| WHAT IS NEEDED |
Scan the entries below for the word "QueueKind". Copy each line that has it.

Items from a dataset:
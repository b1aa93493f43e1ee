//! Worker configuration

use crate::error::{OfflineError, OfflineResult};
use crate::types::QueueKind;
use serde::{Deserialize, Serialize};
use std::collections::HashSet;
use std::path::{Path, PathBuf};
use std::time::Duration;
use url::Url;

/// Offline worker configuration
#[derive(Debug, Clone, Serialize, Deserialize)]
#[serde(default)]
pub struct WorkerConfig {
    /// Generation version; cache names are derived from it
    pub version: String,

    /// Directory holding the durable store and the cache storage
    pub data_dir: PathBuf,

    /// Origin the worker is registered for
    pub origin: Url,

    /// Path prefix of the REST API
    pub api_prefix: String,

    /// File suffixes treated as static assets
    pub static_suffixes: Vec<String>,

    /// Assets fetched at install time, relative to `origin`
    pub precache_manifest: Vec<String>,

    /// Endpoint receiving queued submissions
    pub submission_endpoint: String,

    /// Endpoint receiving queued progress updates
    pub progress_endpoint: String,

    /// Endpoint reporting the unread notification count
    pub notifications_endpoint: String,

    /// Connection-layer timeout in seconds
    pub connect_timeout_secs: Option<u64>,

    /// User agent for outgoing requests
    pub user_agent: String,
}

impl Default for WorkerConfig {
    fn default() -> Self {
        Self {
            version: "v1".to_string(),
            data_dir: dirs::data_dir()
                .unwrap_or_else(|| PathBuf::from("."))
                .join("waypoint"),
            origin: Url::parse("http://localhost:3000/").expect("static origin is valid"),
            api_prefix: "/api/".to_string(),
            static_suffixes: [
                ".js", ".css", ".png", ".jpg", ".jpeg", ".gif", ".svg", ".webp", ".ico", ".woff",
                ".woff2", ".ttf", ".otf",
            ]
            .iter()
            .map(|s| s.to_string())
            .collect(),
            precache_manifest: vec![
                "/".to_string(),
                "/index.html".to_string(),
                "/manifest.json".to_string(),
            ],
            submission_endpoint: "/api/submissions".to_string(),
            progress_endpoint: "/api/progress".to_string(),
            notifications_endpoint: "/api/notifications/unread-count".to_string(),
            connect_timeout_secs: Some(30),
            user_agent: format!("Waypoint-Offline/{}", env!("CARGO_PKG_VERSION")),
        }
    }
}

impl WorkerConfig {
    /// Load configuration from a JSON file; absent fields keep their defaults.
    pub fn load(path: &Path) -> OfflineResult<Self> {
        let raw = std::fs::read_to_string(path)?;
        let config: WorkerConfig = serde_json::from_str(&raw)?;
        config.validate()?;
        Ok(config)
    }

    /// Check that every endpoint resolves against the origin.
    pub fn validate(&self) -> OfflineResult<()> {
        if self.version.trim().is_empty() {
            return Err(OfflineError::config("version must not be empty"));
        }
        if !self.api_prefix.starts_with('/') {
            return Err(OfflineError::config(format!(
                "api_prefix must start with '/': {}",
                self.api_prefix
            )));
        }
        for endpoint in [
            &self.submission_endpoint,
            &self.progress_endpoint,
            &self.notifications_endpoint,
        ] {
            self.resolve(endpoint)?;
        }
        for entry in &self.precache_manifest {
            self.resolve(entry)?;
        }
        Ok(())
    }

    /// Resolve a path or absolute URL against the origin.
    pub fn resolve(&self, path_or_url: &str) -> OfflineResult<Url> {
        Ok(self.origin.join(path_or_url)?)
    }

    /// Endpoint a queue drains to.
    pub fn endpoint_for(&self, kind: QueueKind) -> OfflineResult<Url> {
        match kind {
            QueueKind::Submission => self.resolve(&self.submission_endpoint),
            QueueKind::Progress => self.resolve(&self.progress_endpoint),
        }
    }

    /// Manifest entries as absolute URLs.
    pub fn manifest_urls(&self) -> OfflineResult<Vec<Url>> {
        self.precache_manifest
            .iter()
            .map(|entry| self.resolve(entry))
            .collect()
    }

    pub fn static_cache_name(&self) -> String {
        format!("static-{}", self.version)
    }

    pub fn runtime_cache_name(&self) -> String {
        format!("runtime-{}", self.version)
    }

    /// Cache names that survive activation of this generation.
    pub fn current_cache_names(&self) -> HashSet<String> {
        [self.static_cache_name(), self.runtime_cache_name()]
            .into_iter()
            .collect()
    }

    pub fn connect_timeout(&self) -> Option<Duration> {
        self.connect_timeout_secs.map(Duration::from_secs)
    }

    pub fn durable_store_path(&self) -> PathBuf {
        self.data_dir.join("offline.sqlite3")
    }

    pub fn cache_storage_path(&self) -> PathBuf {
        self.data_dir.join("caches.sqlite3")
    }
}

| ANSWER TO THE PROBLEM |
use crate::types::QueueKind;
    pub fn endpoint_for(&self, kind: QueueKind) -> OfflineResult<Url> {
            QueueKind::Submission => self.resolve(&self.submission_endpoint),
            QueueKind::Progress => self.resolve(&self.progress_endpoint),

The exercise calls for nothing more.